Independent to the core

It all started with a chat among film majors at Myles’ Pizza Pub one night a few years ago.

‘A few of them found out that they couldn’t do anything, film-wise, at the school, because the school didn’t even really have equipment for them to use,’ says Brian Carlisi. ‘So they decided to start a group independently to produce film…and decided to also incorporate theatre into it.’

The end result was the Independent Film and Theatre Corps, or IFTC, a group designed to give Bowling Green residents, even those who are not university students, a chance to have original and independent work produced.

‘Our goal is to provide a base for people who would like to produce original film and theater work,’ says Megan McNerney, IFTC’s President.

‘We’re open to everybody, you don’t have to be a student,’ adds Melissa Bennett, IFTC’s Officer of Technical Aspects. ‘You can be anybody.’

Over the past few years, IFTC has produced many independent productions around campus, such as ‘Cause of Life,’ ‘Saying Everything’ and ‘Ten Minutes to Talk.’ And the group has a great deal of plans on tap for this year, including several stage and film productions, and shows produced by the Plastic Shatners, a 2-year-old improv troupe organized by the Corps.

‘We tend to be pretty open,’ Bennett says. ‘It’s pretty much whether or not it’s do-able according to the means which we have.’

Means of production is always a concern to the group. ‘We have to work with the facilities we can get our hands on, which could be anything,’ McNerney says. ‘And we have to be flexible about where we perform, because we don’t have a big theater at our disposal.’

To prospective film directors, IFTC’s Officer of Film, Dave Raker, says that the group has a little more leeway in terms of production. ‘We’re a little bit more flexible, because film projects can vary so drastically in scope,’ Raker says.

The group is an independent entity, not tied to BGSU’s Theatre program. ‘We try to work in cooperation with the Theatre Department, while we are not technically affiliated with them,’ McNerney says. ‘We try to accommodate the Theatre Department in the hope that they will accommodate us.’

And as such, as an independent group, IFTC gains most of its funding from any profits its shows may garner, some fundraising efforts, as well as dues from its members.

IFTC’s latest production will be going up this weekend, as the Plastic Shatners improv troupe will be having a show (‘Gobble, Gobble, Baby’) in the Harshman Community Center on Saturday night at 8 p.m.

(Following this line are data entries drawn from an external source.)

impl IssuanceService {
    pub fn new(
        config: &Config,
        stores: ServiceStores,
        backends: BackendRegistry,
        clock: Arc<dyn Clock>,
    ) -> Result<Self, ServiceError> {
        let signer = KeySigner::from_hex_seed(&config.issuance.signing_key)
            .map_err(|e| ServiceError::Config(format!("issuance.signing_key: {}", e)))?;

        let verifier = Arc::new(CredentialVerifier::new(
            Arc::new(Ed25519Scheme),
            config.issuance.email_issuer_public_key.to_lowercase(),
            Arc::clone(&clock),
            config.credentials.timestamp_resolution_secs,
            config.credentials.max_cached_verifications,
        ));
        let issuer = Arc::new(TicketIssuer::new(
            Arc::new(signer),
            Arc::clone(&stores.cache),
        ));

        let deps = PipelineDeps {
            checkins: Arc::clone(&stores.checkins),
            offline: Arc::clone(&stores.offline),
            consumers: Arc::clone(&stores.consumers),
            semaphore_history: Arc::clone(&stores.semaphore_history),
            issuer,
            verifier: Arc::clone(&verifier),
            backends,
            clock: Arc::clone(&clock),
        };
        let scheduler = PipelineScheduler::new(
            Arc::clone(&stores.definitions),
            deps,
            SchedulerConfig::from(&config.pipelines),
        );

        let (shutdown_tx, _) = broadcast::channel(1);
        Ok(Self {
            scheduler,
            users: stores.users,
            cache: stores.cache,
            offline: stores.offline,
            verifier,
            clock,
            admin_emails: config
                .issuance
                .admin_emails
                .iter()
                .map(|e| e.trim().to_lowercase())
                .collect(),
            cache_config: config.cache.clone(),
            shutdown_tx,
        })
    }

    pub fn scheduler(&self) -> &PipelineScheduler {
        &self.scheduler
    }

    pub async fn start(&self) -> Result<(), ServiceError> {
        self.scheduler.start().await?;
        Ok(())
    }

    pub async fn stop(&self) {
        let _ = self.shutdown_tx.send(());
        self.scheduler.stop().await;
    }

    pub fn is_admin(&self, email: &str) -> bool {
        self.admin_emails.contains(&email.trim().to_lowercase())
    }

    /// The acting operator, created on first sight.
    pub fn operator(&self, email: &str) -> Result<User, ServiceError> {
        if email.trim().is_empty() {
            return Err(ServiceError::Forbidden("operator email is required".into()));
        }
        self.users
            .get_or_create_by_email(email, self.is_admin(email))
            .map_err(|e| ServiceError::Storage(e.to_string()))
    }

    // =========================================================================
    // Definitions
    // =========================================================================

    pub fn list_definitions(
        &self,
        operator_email: &str,
    ) -> Result<Vec<PipelineDefinition>, ServiceError> {
        let user = self.operator(operator_email)?;
        Ok(self
            .scheduler
            .list_definitions()?
            .into_iter()
            .filter(|d| user.is_admin || d.can_access(&user.id))
            .collect())
    }

    pub fn get_definition(
        &self,
        operator_email: &str,
        id: &str,
    ) -> Result<PipelineDefinition, ServiceError> {
        let (_, definition) = self.authorize(operator_email, id)?;
        Ok(definition)
    }

    /// Create or edit a definition. The returned restart handle resolves
    /// once the pipeline has been restarted.
    pub async fn upsert_definition(
        &self,
        operator_email: &str,
        draft: DefinitionDraft,
    ) -> Result<UpsertResult, ServiceError> {
        let user = self.operator(operator_email)?;
        let now = db::truncate(self.clock.now());

        let existing = match &draft.id {
            Some(id) => self.scheduler.get_definition(id)?,
            None => None,
        };

        let (definition, expected) = match existing {
            Some(existing) => {
                if !user.is_admin && !existing.can_access(&user.id) {
                    return Err(ServiceError::Forbidden(format!(
                        "no access to pipeline {}",
                        existing.id
                    )));
                }
                let owner = draft
                    .owner_user_id
                    .clone()
                    .unwrap_or_else(|| existing.owner_user_id.clone());
                if owner != existing.owner_user_id {
                    if !user.is_admin {
                        return Err(ServiceError::Forbidden(
                            "only admins can change the owner of a pipeline".into(),
                        ));
                    }
                    self.require_user(&owner)?;
                }
                let expected = draft.time_updated.ok_or_else(|| {
                    ServiceError::Conflict(format!(
                        "time_updated is required to edit pipeline {}",
                        existing.id
                    ))
                })?;
                (
                    PipelineDefinition {
                        id: existing.id,
                        owner_user_id: owner,
                        editor_user_ids: draft.editor_user_ids,
                        kind: draft.kind,
                        options: draft.options,
                        time_created: existing.time_created,
                        time_updated: now,
                    },
                    Some(expected),
                )
            }
            None => {
                let owner = draft.owner_user_id.unwrap_or_else(|| user.id.clone());
                if owner != user.id {
                    if !user.is_admin {
                        return Err(ServiceError::Forbidden(
                            "only admins can create pipelines for other users".into(),
                        ));
                    }
                    self.require_user(&owner)?;
                }
                (
                    PipelineDefinition {
                        id: draft.id.unwrap_or_else(|| Uuid::new_v4().to_string()),
                        owner_user_id: owner,
                        editor_user_ids: draft.editor_user_ids,
                        kind: draft.kind,
                        options: draft.options,
                        time_created: now,
                        time_updated: now,
                    },
                    None,
                )
            }
        };

        Ok(self
            .scheduler
            .upsert_definition(definition, expected)
            .await?)
    }

    pub async fn delete_definition(&self, operator_email: &str, id: &str) -> Result<(), ServiceError> {
        self.authorize(operator_email, id)?;
        self.scheduler.delete_definition(id).await?;
        Ok(())
    }

    pub async fn pipeline_info(
        &self,
        operator_email: &str,
        id: &str,
    ) -> Result<PipelineStatusView, ServiceError> {
        self.authorize(operator_email, id)?;
        let status = self
            .scheduler
            .slot_status(id)
            .await
            .ok_or_else(|| ServiceError::NotFound(format!("pipeline {}", id)))?;
        let info = match self.scheduler.get_instance(id).await {
            Some(instance) => Some(instance.info().await?),
            None => None,
        };
        Ok(PipelineStatusView { status, info })
    }

    /// Remove a queued offline check-in that cannot be reconciled.
    pub fn delete_offline_checkin(
        &self,
        operator_email: &str,
        pipeline_id: &str,
        ticket_id: &str,
    ) -> Result<(), ServiceError> {
        let (user, _) = self.authorize(operator_email, pipeline_id)?;
        let removed = self
            .offline
            .remove(pipeline_id, ticket_id)
            .map_err(|e| ServiceError::Storage(e.to_string()))?;
        if !removed {
            return Err(ServiceError::NotFound(format!(
                "offline check-in for ticket {}",
                ticket_id
            )));
        }
        info!(
            pipeline_id = %pipeline_id,
            ticket_id = %ticket_id,
            operator = %user.email,
            "Offline check-in deleted by operator"
        );
        Ok(())
    }

    pub async fn perform_load(
        &self,
        operator_email: &str,
        id: &str,
    ) -> Result<LoadSummary, ServiceError> {
        self.authorize(operator_email, id)?;
        Ok(self.scheduler.perform_load(id).await?)
    }

    // =========================================================================
    // Feeds and check-ins
    // =========================================================================

    pub async fn poll_feed(&self, request: &PollFeedRequest) -> Result<PollFeedResponse, ServiceError> {
        let instance = self
            .find_instance(|p| p.serves_feed(&request.feed_id))
            .await
            .ok_or_else(|| ServiceError::NotFound(format!("feed {}", request.feed_id)))?;
        Ok(instance.poll_feed(request).await?)
    }

    pub async fn check_in(&self, request: &CheckinRequest) -> CheckinResult {
        match self.find_instance(|p| p.has_event(&request.event_id)).await {
            Some(instance) => instance.check_in(request).await,
            None => {
                // Credential problems take precedence over an unknown event.
                if let Err(e) = self
                    .verifier
                    .verify_and_require_email(&request.credential)
                    .await
                {
                    return CheckinResult::failed(CheckinFailure::InvalidSignature {
                        reason: e.to_string(),
                    });
                }
                CheckinResult::failed(CheckinFailure::InvalidTicket {
                    reason: format!("no pipeline serves event {}", request.event_id),
                })
            }
        }
    }

    /// Queue offline check-ins on every pipeline serving one of the events.
    pub async fn upload_offline_checkins(
        &self,
        request: &OfflineUploadRequest,
    ) -> Result<usize, ServiceError> {
        self.verifier
            .verify_and_require_email(&request.credential)
            .await
            .map_err(|e| ServiceError::Pipeline(e.into()))?;

        let mut queued = 0;
        for instance in self.scheduler.get_all_instances().await {
            let relevant = request
                .ticket_ids_by_event
                .keys()
                .any(|event_id| instance.has_event(event_id));
            if relevant {
                queued += instance.upload_offline_checkins(request).await?;
            }
        }
        Ok(queued)
    }

    pub async fn offline_tickets(
        &self,
        request: &OfflineTicketsRequest,
    ) -> Result<OfflineTicketsResponse, ServiceError> {
        self.verifier
            .verify_and_require_email(&request.credential)
            .await
            .map_err(|e| ServiceError::Pipeline(e.into()))?;

        let mut tickets = Vec::new();
        for instance in self.scheduler.get_all_instances().await {
            tickets.extend(instance.offline_tickets(&request.credential).await?);
        }
        tickets.sort_by(|a, b| a.event_id.cmp(&b.event_id).then(a.id.cmp(&b.id)));
        Ok(OfflineTicketsResponse { tickets })
    }

    // =========================================================================
    // Semaphore groups
    // =========================================================================

    pub async fn semaphore_group(
        &self,
        pipeline_id: &str,
        group_id: &str,
    ) -> Result<SemaphoreGroup, ServiceError> {
        self.running_instance(pipeline_id)
            .await?
            .semaphore_group(group_id)?
            .ok_or_else(|| group_not_found(pipeline_id, group_id))
    }

    pub async fn semaphore_group_by_root(
        &self,
        pipeline_id: &str,
        group_id: &str,
        root: &str,
    ) -> Result<SemaphoreGroup, ServiceError> {
        self.running_instance(pipeline_id)
            .await?
            .semaphore_group_by_root(group_id, root)?
            .ok_or_else(|| {
                ServiceError::NotFound(format!("root {} of group {}", root, group_id))
            })
    }

    pub async fn semaphore_latest_root(
        &self,
        pipeline_id: &str,
        group_id: &str,
    ) -> Result<String, ServiceError> {
        self.running_instance(pipeline_id)
            .await?
            .semaphore_latest_root(group_id)?
            .ok_or_else(|| group_not_found(pipeline_id, group_id))
    }

    // =========================================================================
    // Cache
    // =========================================================================

    /// Run one eviction pass over the artifact cache.
    pub fn evict_cache(&self) -> Result<u64, ServiceError> {
        evict(self.cache.as_ref(), &self.cache_config)
    }

    /// Run [`Self::evict_cache`] on the configured interval until the
    /// service is stopped.
    pub fn spawn_cache_eviction(&self) -> JoinHandle<()> {
        let cache = Arc::clone(&self.cache);
        let config = self.cache_config.clone();
        let mut shutdown_rx = self.shutdown_tx.subscribe();
        let interval = Duration::from_secs(config.eviction_interval_secs.max(1));

        tokio::spawn(async move {
            info!(interval_secs = interval.as_secs(), "Cache eviction loop started");
            loop {
                tokio::select! {
                    _ = shutdown_rx.recv() => {
                        info!("Cache eviction loop received shutdown signal");
                        break;
                    }
                    _ = tokio::time::sleep(interval) => {
                        if let Err(e) = evict(cache.as_ref(), &config) {
                            error!(error = %e, "Cache eviction failed");
                        }
                    }
                }
            }
        })
    }

    // =========================================================================
    // Helpers
    // =========================================================================

    fn authorize(
        &self,
        operator_email: &str,
        id: &str,
    ) -> Result<(User, PipelineDefinition), ServiceError> {
        let user = self.operator(operator_email)?;
        let definition = self
            .scheduler
            .get_definition(id)?
            .ok_or_else(|| ServiceError::NotFound(format!("pipeline {}", id)))?;
        if !user.is_admin && !definition.can_access(&user.id) {
            return Err(ServiceError::Forbidden(format!("no access to pipeline {}", id)));
        }
        Ok((user, definition))
    }

    fn require_user(&self, user_id: &str) -> Result<(), ServiceError> {
        match self.users.get(user_id) {
            Ok(Some(_)) => Ok(()),
            Ok(None) => Err(ServiceError::InvalidDefinition(format!(
                "owner {} does not exist",
                user_id
            ))),
            Err(e) => Err(ServiceError::Storage(e.to_string())),
        }
    }

    async fn find_instance(
        &self,
        predicate: impl Fn(&TicketPipeline) -> bool,
    ) -> Option<Arc<TicketPipeline>> {
        self.scheduler
            .get_all_instances()
            .await
            .into_iter()
            .find(|p| predicate(p))
    }

    async fn running_instance(&self, id: &str) -> Result<Arc<TicketPipeline>, ServiceError> {
        self.scheduler
            .get_instance(id)
            .await
            .ok_or_else(|| ServiceError::NotFound(format!("pipeline {}", id)))
    }
}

‘(The Shatners) are a bunch of good, charismatic, funny people,’ says John Serve, head of the troupe. ‘I wouldn’t have put any of them in the group if I didn’t trust them. They’re all good, they’re all talented, and they’re a lot better than they give themselves credit for.’

Overall, Bennett says, members of IFTC have a lot to be proud of. ‘There were some doubts that the bunch of rag-tag individuals that were Freshman could pull this off and stay together three years later.’

And each member of the group is fervent about what they get out of participating in it. ‘We get a chance to produce original work, which we wouldn’t get to produce otherwise,’ McNerney says. ‘We also learn a lot about running shows through sheer trial and error.’